* [THE PROBLEM]: Keep only the lines of the data below that contain "EnemyProjectile", and copy them.

* [SOURCE DATA]:
┄┄┄┄┄┄┄┄┄┄┄┄┄┄┄┄┄┄┄┄
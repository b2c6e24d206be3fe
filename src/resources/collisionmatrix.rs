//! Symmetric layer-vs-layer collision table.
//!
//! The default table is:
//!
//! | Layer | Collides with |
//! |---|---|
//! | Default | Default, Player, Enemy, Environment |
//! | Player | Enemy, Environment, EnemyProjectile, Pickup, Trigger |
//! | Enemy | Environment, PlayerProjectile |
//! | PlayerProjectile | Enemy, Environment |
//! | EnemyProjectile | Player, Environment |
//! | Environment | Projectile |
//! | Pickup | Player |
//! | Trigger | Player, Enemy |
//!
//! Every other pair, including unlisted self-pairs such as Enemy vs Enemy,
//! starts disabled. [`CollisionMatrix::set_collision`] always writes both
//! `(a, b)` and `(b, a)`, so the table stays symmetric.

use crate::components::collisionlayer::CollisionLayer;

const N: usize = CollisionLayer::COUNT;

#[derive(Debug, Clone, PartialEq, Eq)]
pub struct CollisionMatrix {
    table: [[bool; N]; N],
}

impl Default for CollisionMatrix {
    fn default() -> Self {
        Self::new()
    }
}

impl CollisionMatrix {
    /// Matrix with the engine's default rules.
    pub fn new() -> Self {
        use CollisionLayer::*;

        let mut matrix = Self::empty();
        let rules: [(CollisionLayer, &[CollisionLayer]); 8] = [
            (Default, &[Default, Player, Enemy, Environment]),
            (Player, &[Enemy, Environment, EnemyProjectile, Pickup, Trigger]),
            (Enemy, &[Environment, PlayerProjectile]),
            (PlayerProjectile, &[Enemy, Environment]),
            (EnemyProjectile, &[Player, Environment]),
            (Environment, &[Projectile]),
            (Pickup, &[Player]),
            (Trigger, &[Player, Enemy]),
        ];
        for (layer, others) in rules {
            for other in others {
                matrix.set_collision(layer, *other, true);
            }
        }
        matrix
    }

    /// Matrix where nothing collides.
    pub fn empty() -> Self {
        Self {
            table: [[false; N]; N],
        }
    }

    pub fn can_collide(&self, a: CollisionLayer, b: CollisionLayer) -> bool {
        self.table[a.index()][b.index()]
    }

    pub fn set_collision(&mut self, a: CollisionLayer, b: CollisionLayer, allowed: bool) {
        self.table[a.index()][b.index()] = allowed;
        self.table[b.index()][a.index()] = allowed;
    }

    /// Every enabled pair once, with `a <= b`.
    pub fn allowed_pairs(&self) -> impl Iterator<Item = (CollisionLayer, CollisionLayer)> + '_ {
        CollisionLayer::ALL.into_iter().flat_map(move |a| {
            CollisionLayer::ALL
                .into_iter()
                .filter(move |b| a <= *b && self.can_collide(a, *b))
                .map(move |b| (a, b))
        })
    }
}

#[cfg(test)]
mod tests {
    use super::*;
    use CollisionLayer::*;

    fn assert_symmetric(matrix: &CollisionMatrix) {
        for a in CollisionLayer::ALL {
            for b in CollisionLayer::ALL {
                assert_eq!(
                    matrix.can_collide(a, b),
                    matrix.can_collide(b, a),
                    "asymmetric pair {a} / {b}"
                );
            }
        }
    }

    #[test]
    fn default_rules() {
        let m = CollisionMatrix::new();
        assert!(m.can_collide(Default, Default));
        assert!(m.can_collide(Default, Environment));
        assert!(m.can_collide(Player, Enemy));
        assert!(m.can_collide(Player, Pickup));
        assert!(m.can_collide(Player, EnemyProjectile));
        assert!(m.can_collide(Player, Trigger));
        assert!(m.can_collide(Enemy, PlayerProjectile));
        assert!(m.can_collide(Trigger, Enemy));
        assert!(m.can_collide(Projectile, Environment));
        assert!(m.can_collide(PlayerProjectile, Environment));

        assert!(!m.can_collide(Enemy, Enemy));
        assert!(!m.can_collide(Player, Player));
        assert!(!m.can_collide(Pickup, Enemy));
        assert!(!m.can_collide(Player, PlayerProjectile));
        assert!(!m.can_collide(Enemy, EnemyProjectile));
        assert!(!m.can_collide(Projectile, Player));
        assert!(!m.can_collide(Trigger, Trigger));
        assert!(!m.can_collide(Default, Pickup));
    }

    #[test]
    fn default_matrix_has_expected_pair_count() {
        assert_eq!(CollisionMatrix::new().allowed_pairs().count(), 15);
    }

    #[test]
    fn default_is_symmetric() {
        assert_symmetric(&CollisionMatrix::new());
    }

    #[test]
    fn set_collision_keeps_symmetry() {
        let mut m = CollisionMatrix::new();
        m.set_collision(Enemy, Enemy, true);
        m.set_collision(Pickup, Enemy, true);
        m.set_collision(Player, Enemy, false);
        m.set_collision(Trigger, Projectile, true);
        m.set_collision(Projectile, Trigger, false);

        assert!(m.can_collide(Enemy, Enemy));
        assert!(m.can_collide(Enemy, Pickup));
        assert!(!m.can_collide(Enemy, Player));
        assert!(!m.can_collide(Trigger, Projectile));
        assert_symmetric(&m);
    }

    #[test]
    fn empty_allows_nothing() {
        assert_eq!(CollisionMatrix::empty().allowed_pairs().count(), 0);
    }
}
┄┄┄┄┄┄┄┄┄┄┄┄┄┄┄┄┄┄┄┄
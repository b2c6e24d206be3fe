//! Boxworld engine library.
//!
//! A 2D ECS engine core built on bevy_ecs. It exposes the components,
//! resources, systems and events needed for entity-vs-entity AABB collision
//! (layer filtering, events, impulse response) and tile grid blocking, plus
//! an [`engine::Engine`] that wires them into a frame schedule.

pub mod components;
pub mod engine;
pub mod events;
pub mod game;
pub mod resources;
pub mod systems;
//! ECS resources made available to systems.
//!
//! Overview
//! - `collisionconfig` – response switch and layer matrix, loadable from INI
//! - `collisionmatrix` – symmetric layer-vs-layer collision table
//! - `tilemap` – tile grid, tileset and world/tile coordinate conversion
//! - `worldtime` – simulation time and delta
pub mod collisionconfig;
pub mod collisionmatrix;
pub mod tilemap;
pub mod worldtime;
┄┄┄┄┄┄┄┄┄┄┄┄┄┄┄┄┄┄┄┄
* [SOLUTION FOR THIS TASK]:
//! | Player | Enemy, Environment, EnemyProjectile, Pickup, Trigger |
//! | EnemyProjectile | Player, Environment |
            (Player, &[Enemy, Environment, EnemyProjectile, Pickup, Trigger]),
            (EnemyProjectile, &[Player, Environment]),
        assert!(m.can_collide(Player, EnemyProjectile));
        assert!(!m.can_collide(Enemy, EnemyProjectile));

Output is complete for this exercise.